Castellon. Region of Valencia

Spain: Citrus growers consider uprooting trees due to low prices

Castellon's citrus sector is facing a second wave of protests, which will peak on 21 January with simultaneous demonstrations in 30 municipalities of Castellon, Valencia and Tarragona. In those protests, producers will demand direct aid to alleviate the losses recorded in the current campaign. The gravity of the situation is such that there are already growers in Nules studying the possibility of uprooting their trees, given that they don't see a viable future for the activity.
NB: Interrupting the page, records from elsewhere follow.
/// Session state.
#[derive(Debug, Clone, Copy, PartialEq, Eq, Serialize)]
#[serde(rename_all = "snake_case")]
pub enum SessionState {
    Start,
    /// The hint was accepted without asking anyone.
    AutoResolved(ResolveOutcome),
    /// Waiting for an explicit decision.
    AwaitingDecision,
    Resolved(ResolveOutcome),
    /// The merge tool ran on an `Edit` outcome.
    ToolInvoked { outcome: ResolveOutcome, success: bool },
    Done(ResolveOutcome),
}

impl SessionState {
    /// The fixed outcome, once there is one.
    pub fn outcome(&self) -> Option<ResolveOutcome> {
        match self {
            Self::Start | Self::AwaitingDecision => None,
            Self::AutoResolved(o) | Self::Resolved(o) | Self::Done(o) => Some(*o),
            Self::ToolInvoked { outcome, .. } => Some(*outcome),
        }
    }
}

impl std::fmt::Display for SessionState {
    fn fmt(&self, f: &mut std::fmt::Formatter<'_>) -> std::fmt::Result {
        match self {
            Self::Start => write!(f, "start"),
            Self::AutoResolved(o) => write!(f, "auto_resolved({})", o),
            Self::AwaitingDecision => write!(f, "awaiting_decision"),
            Self::Resolved(o) => write!(f, "resolved({})", o),
            Self::ToolInvoked { outcome, success } => {
                write!(f, "tool_invoked({}, success={})", outcome, success)
            }
            Self::Done(o) => write!(f, "done({})", o),
        }
    }
}

/// Summary of a finished session.
#[derive(Debug, Clone, Serialize)]
pub struct SessionReport {
    /// Merge data id.
    pub id: String,
    pub hint: ResolveOutcome,
    pub outcome: ResolveOutcome,
    /// `None` when no merge tool was run.
    pub tool_succeeded: Option<bool>,
    /// Why the merge tool failed, if it did.
    pub tool_error: Option<String>,
    pub resolved_at: DateTime<Utc>,
    /// Every state visited, starting with `Start`.
    pub history: Vec<SessionState>,
}

/// Resolve state machine for one file.
#[derive(Debug)]
pub struct MergeSession {
    id: String,
    hint: ResolveOutcome,
    state: SessionState,
    history: Vec<SessionState>,
    tool_error: Option<String>,
}

impl MergeSession {
    /// Start a session over `data`.
    pub fn new(data: &MergeData) -> Result<Self, ResolveError> {
        Ok(Self {
            id: data.id().to_string(),
            hint: data.hint()?,
            state: SessionState::Start,
            history: vec![SessionState::Start],
            tool_error: None,
        })
    }

    pub fn state(&self) -> SessionState {
        self.state
    }

    pub fn hint(&self) -> ResolveOutcome {
        self.hint
    }

    pub fn history(&self) -> &[SessionState] {
        &self.history
    }

    fn transition(&mut self, next: SessionState) {
        info!(id = %self.id, from = %self.state, to = %next, "resolve transition");
        self.state = next;
        self.history.push(next);
    }

    fn invalid(&self, to: &str) -> ResolveError {
        ResolveError::InvalidTransition {
            from: self.state.to_string(),
            to: to.to_string(),
        }
    }

    /// Leave `Start`: an `Edit` hint waits for a decision when `interactive`,
    /// every other case is auto-resolved to the hint.
    pub fn begin(&mut self, interactive: bool) -> Result<SessionState, ResolveError> {
        if self.state != SessionState::Start {
            return Err(self.invalid("begin"));
        }
        let next = if self.hint == ResolveOutcome::Edit && interactive {
            SessionState::AwaitingDecision
        } else {
            SessionState::AutoResolved(self.hint)
        };
        self.transition(next);
        Ok(next)
    }

    /// Fix the auto-resolved hint as the outcome.
    pub fn accept_hint(&mut self) -> Result<ResolveOutcome, ResolveError> {
        match self.state {
            SessionState::AutoResolved(outcome) => {
                self.transition(SessionState::Resolved(outcome));
                Ok(outcome)
            }
            _ => Err(self.invalid("resolved")),
        }
    }

    /// Fix an explicit decision as the outcome.
    pub fn decide(&mut self, data: &MergeData, action: MergeAction) -> Result<ResolveOutcome, ResolveError> {
        if self.state != SessionState::AwaitingDecision {
            return Err(self.invalid("resolved"));
        }
        let outcome = MergeResolver::resolve_interactive(&data.statistics()?, action);
        self.transition(SessionState::Resolved(outcome));
        Ok(outcome)
    }

    /// Run the merge tool. Only valid from `Resolved(Edit)`.
    ///
    /// Returns whether the tool succeeded; a failure is kept for the report.
    pub fn invoke_tool(
        &mut self,
        resolver: &MergeResolver,
        data: &MergeData,
        runner: &dyn ToolRunner,
    ) -> Result<bool, ResolveError> {
        if self.state != SessionState::Resolved(ResolveOutcome::Edit) {
            return Err(self.invalid("tool_invoked"));
        }
        let success = match resolver.run_merge_tool(runner, data.files()?) {
            Ok(()) => true,
            Err(e) => {
                warn!(id = %self.id, error = %e, "merge tool failed");
                self.tool_error = Some(e.to_string());
                false
            }
        };
        self.transition(SessionState::ToolInvoked {
            outcome: ResolveOutcome::Edit,
            success,
        });
        Ok(success)
    }

    /// Enter `Done` and produce the report.
    ///
    /// An auto-resolved session is resolved to its hint on the way.
    pub fn finish(mut self) -> Result<SessionReport, ResolveError> {
        if let SessionState::AutoResolved(_) = self.state {
            self.accept_hint()?;
        }
        let (outcome, tool_succeeded) = match self.state {
            SessionState::Resolved(outcome) => (outcome, None),
            SessionState::ToolInvoked { outcome, success } => (outcome, Some(success)),
            _ => return Err(self.invalid("done")),
        };
        self.transition(SessionState::Done(outcome));

        Ok(SessionReport {
            id: self.id,
            hint: self.hint,
            outcome,
            tool_succeeded,
            tool_error: self.tool_error,
            resolved_at: Utc::now(),
            history: self.history,
        })
    }

    /// Drive a full session and release `data` on every exit path.
    ///
    /// `data` must have been built with the same force policy as `resolver`.
    ///
    /// A failing `resolve` callback counts as `Quit` and is reported through
    /// `output_error`. The merge tool runs after an `Edit` outcome when the
    /// resolver allows it and a runner is given.
    pub fn run(
        resolver: &MergeResolver,
        data: &mut MergeData,
        callbacks: &mut dyn ClientUserCallbacks,
        runner: Option<&dyn ToolRunner>,
    ) -> Result<SessionReport, ResolveError> {
        let result = Self::drive(resolver, data, callbacks, runner);
        data.release();
        result
    }

    fn drive(
        resolver: &MergeResolver,
        data: &MergeData,
        callbacks: &mut dyn ClientUserCallbacks,
        runner: Option<&dyn ToolRunner>,
    ) -> Result<SessionReport, ResolveError> {
        let forced = data.forced()?;
        if forced != resolver.force() {
            return Err(ResolveError::ForceMismatch {
                data: forced,
                resolver: resolver.force(),
            });
        }

        let mut session = Self::new(data)?;
        callbacks.output_info(&data.statistics()?.to_string());
        callbacks.output_stat(&data.stat_record()?);

        let outcome = match session.begin(resolver.interactive())? {
            SessionState::AwaitingDecision => {
                let action = callbacks.resolve(data).unwrap_or_else(|e| {
                    callbacks.output_error(&e.to_string());
                    MergeAction::Quit
                });
                session.decide(data, action)?
            }
            _ => session.accept_hint()?,
        };

        if outcome == ResolveOutcome::Edit && resolver.tool_on_edit() {
            if let Some(runner) = runner {
                if !session.invoke_tool(resolver, data, runner)? {
                    let detail = session.tool_error.clone().unwrap_or_default();
                    callbacks.output_error(&detail);
                }
            }
        }

        let report = session.finish()?;
        info!(id = %report.id, outcome = %report.outcome, "resolve session done");
        Ok(report)
    }
}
Oranges and clementines are perishable and the tree becomes unfit for the next season if the fruit is not harvested in the current one. That is why there are producers willing to sell at a loss or cause the product to fall to the ground when the market conditions are bad, as has been the case this year. The picture of Clemenules on the ground has become common in the fields of the Plana Baixa. According to the sector, the massive entry of South African oranges saturated the European markets in the first part of the campaign, delaying the harvest of the Clemenules (Castellon's flagship variety), and causing the overlap of varieties in this second part. This has caused prices at origin to plummet, and that trend continues, in spite of the fact that sales are improving. 30% of the citrus production in the first part of the campaign has been left unharvested.

Some citrus producers of the agricultural association of Nules have expressed their concern to the platform Dignitat del Llaurador (Dignity for the Producer) and have said that unless public aid is granted, they may have no choice but to cut down the trees.

"People are desperate," says Cèsar Estanyol, councilor at the Nules City Council and spokesperson for the platform, who argues that the application of the safeguard clause in the agreement between the EU and South Africa would now be ineffective, as it's already too late, and that the most suitable solution for citrus farmers would be to receive direct subsidies.

According to the general secretary of the Unió de Llauradors, Carles Peris, causing the fruit to fall from the tree has a cost of 120 Euro per hanegada (about 831.9 square meters), and this has to be added to the production costs.